* _Listed records_:
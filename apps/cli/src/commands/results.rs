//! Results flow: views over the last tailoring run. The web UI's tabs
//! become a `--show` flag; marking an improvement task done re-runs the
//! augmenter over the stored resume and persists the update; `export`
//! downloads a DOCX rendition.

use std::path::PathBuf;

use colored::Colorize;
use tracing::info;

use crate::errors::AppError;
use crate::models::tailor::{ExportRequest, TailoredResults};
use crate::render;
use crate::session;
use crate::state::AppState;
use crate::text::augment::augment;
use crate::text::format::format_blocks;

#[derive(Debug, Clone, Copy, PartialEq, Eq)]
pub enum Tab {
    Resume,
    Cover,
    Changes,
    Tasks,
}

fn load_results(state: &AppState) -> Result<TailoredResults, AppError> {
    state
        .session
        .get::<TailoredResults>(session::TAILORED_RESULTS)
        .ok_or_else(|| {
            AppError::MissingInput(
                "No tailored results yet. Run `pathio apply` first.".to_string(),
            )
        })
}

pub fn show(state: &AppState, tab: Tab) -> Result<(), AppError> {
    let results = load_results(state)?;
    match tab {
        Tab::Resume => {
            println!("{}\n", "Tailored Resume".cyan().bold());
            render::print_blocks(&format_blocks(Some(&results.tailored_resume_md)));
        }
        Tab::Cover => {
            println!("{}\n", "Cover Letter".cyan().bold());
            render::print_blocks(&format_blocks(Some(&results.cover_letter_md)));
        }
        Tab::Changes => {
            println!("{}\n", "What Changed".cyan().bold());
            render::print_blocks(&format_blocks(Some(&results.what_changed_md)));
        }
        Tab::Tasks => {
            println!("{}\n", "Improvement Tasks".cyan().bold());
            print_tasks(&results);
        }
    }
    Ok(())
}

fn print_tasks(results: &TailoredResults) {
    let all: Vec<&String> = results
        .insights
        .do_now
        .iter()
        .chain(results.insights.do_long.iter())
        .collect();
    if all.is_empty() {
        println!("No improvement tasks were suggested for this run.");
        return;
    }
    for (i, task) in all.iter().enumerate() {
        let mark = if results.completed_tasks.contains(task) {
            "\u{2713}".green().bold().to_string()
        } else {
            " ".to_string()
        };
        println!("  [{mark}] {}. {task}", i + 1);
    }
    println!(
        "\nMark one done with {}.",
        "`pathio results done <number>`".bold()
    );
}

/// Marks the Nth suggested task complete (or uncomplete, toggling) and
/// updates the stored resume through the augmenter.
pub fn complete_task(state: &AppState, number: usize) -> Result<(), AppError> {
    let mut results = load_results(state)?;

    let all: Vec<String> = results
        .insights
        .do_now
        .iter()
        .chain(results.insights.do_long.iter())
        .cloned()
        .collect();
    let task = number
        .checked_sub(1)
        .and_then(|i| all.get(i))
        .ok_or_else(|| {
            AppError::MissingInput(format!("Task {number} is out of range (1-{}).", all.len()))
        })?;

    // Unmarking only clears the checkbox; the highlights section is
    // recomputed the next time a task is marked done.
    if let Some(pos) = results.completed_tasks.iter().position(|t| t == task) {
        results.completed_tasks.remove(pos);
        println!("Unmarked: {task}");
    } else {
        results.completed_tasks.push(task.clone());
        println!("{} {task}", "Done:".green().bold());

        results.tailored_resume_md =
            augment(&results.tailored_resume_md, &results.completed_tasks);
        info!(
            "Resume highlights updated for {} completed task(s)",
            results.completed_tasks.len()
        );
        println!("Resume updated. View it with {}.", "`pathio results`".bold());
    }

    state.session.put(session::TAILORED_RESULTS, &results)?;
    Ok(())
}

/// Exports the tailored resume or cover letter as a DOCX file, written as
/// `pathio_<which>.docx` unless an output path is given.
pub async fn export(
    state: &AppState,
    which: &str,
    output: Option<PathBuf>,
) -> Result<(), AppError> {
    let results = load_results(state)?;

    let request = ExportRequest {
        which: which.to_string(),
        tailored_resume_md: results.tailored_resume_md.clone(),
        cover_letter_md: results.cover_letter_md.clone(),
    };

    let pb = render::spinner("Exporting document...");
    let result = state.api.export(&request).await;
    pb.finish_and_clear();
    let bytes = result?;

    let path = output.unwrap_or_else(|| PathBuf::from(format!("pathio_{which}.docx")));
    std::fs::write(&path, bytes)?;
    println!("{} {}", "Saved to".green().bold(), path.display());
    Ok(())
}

* _What you are asked to do_: Find each line in the records above that contains "text", and copy it.

* _Response area_:
use crate::text::augment::augment;
use crate::text::format::format_blocks;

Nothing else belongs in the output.